**Exercise directions**
Show all lines from the listing below that contain "start".

*** Block opens ***

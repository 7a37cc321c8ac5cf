//! chipprep - BED preprocessing for ChIP-seq pipelines.
//!
//! This library backs two command-line tools:
//!
//! - `genes-from-bed`: keep the lines of an annotation file whose feature
//!   column equals "gene", copied byte-for-byte.
//! - `genes-to-tss`: turn gene-body intervals into strand-aware windows
//!   around the transcription start site, clipped to chromosome bounds.
//!
//! # Example
//!
//! ```ignore
//! use chipprep::config::TssConfig;
//! use chipprep::parser::ChromSizes;
//! use chipprep::tss::transform_bed;
//! use std::io::BufReader;
//!
//! let mut sizes = ChromSizes::new();
//! sizes.insert("chr1", 1000);
//! let bed = "chr1\t500\t600\tgeneA\t0\t+\n";
//! let mut out = Vec::new();
//! transform_bed(BufReader::new(bed.as_bytes()), &mut out, &sizes, &TssConfig::new(50, 10, 5))?;
//! assert_eq!(out, b"chr1\t450\t510\tgeneA\t0\t+\n");
//! ```

pub mod cli;
pub mod config;
pub mod error;
pub mod filter;
pub mod output;
pub mod parser;
pub mod progress;
pub mod tss;
pub mod types;

pub use config::{FilterConfig, StrandPolicy, TssConfig};
pub use error::ChipPrepError;
pub use filter::{filter_genes, run_gene_filter, FilterStats};
pub use parser::ChromSizes;
pub use progress::{NoProgress, ProgressObserver, StdoutProgress};
pub use tss::{run_tss_transform, transform_bed, TransformStats};
pub use types::{GeneInterval, Strand, TssWindow};
//! Output formatting for TSS windows.

use crate::types::{GeneInterval, TssWindow};

/// Format one output BED line (without terminator).
///
/// Columns: chrom, window start, window end, name, score, strand, then the
/// interval's extra columns unchanged.
pub fn format_bed_line(interval: &GeneInterval<'_>, window: &TssWindow) -> String {
    let mut line = format!(
        "{}\t{}\t{}\t{}\t{}\t{}",
        interval.chrom, window.start, window.end, interval.name, interval.score, interval.strand
    );

    for field in interval.extra {
        line.push('\t');
        line.push_str(field);
    }

    line
}
//! Core data structures for chipprep.
//!
//! This module contains the record views and small value types shared by
//! the gene filter and the TSS window transformer.

use std::fmt;

/// Orientation of a gene, which decides where its TSS lies.
#[derive(Debug, Clone, Copy, PartialEq, Eq)]
pub enum Strand {
    Positive,
    Negative,
}

impl Strand {
    /// Strand for a BED strand symbol; `None` for anything but '+' or '-'.
    pub fn from_symbol(symbol: &str) -> Option<Self> {
        match symbol {
            "+" => Some(Strand::Positive),
            "-" => Some(Strand::Negative),
            _ => None,
        }
    }

    /// TSS coordinate of a `[start, end)` gene body on this strand.
    pub fn tss(self, start: i64, end: i64) -> i64 {
        match self {
            Strand::Positive => start,
            Strand::Negative => end,
        }
    }
}

impl fmt::Display for Strand {
    fn fmt(&self, f: &mut fmt::Formatter<'_>) -> fmt::Result {
        match self {
            Strand::Positive => f.write_str("plus"),
            Strand::Negative => f.write_str("minus"),
        }
    }
}

/// A BED record viewed as a gene body.
///
/// Borrows from the line it was parsed from; `strand` is the raw text of
/// the configured strand column, which need not be column 5.
#[derive(Debug, Clone, PartialEq, Eq)]
pub struct GeneInterval<'a> {
    pub chrom: &'a str,
    /// 0-based start.
    pub start: i64,
    /// Half-open end.
    pub end: i64,
    pub name: &'a str,
    pub score: &'a str,
    pub strand: &'a str,
    /// Fields at index 6 and beyond, in file order.
    pub extra: &'a [&'a str],
}

/// A window around a transcription start site, half-open.
#[derive(Debug, Clone, Copy, PartialEq, Eq)]
pub struct TssWindow {
    pub start: i64,
    pub end: i64,
    /// True when either bound was pulled in to stay on the chromosome.
    pub clipped: bool,
}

*** Block closes ***

**Answer space**
//!   around the transcription start site, clipped to chromosome bounds.
/// Columns: chrom, window start, window end, name, score, strand, then the
        interval.chrom, window.start, window.end, interval.name, interval.score, interval.strand
    /// TSS coordinate of a `[start, end)` gene body on this strand.
    pub fn tss(self, start: i64, end: i64) -> i64 {
            Strand::Positive => start,
    /// 0-based start.
    pub start: i64,
/// A window around a transcription start site, half-open.
    pub start: i64,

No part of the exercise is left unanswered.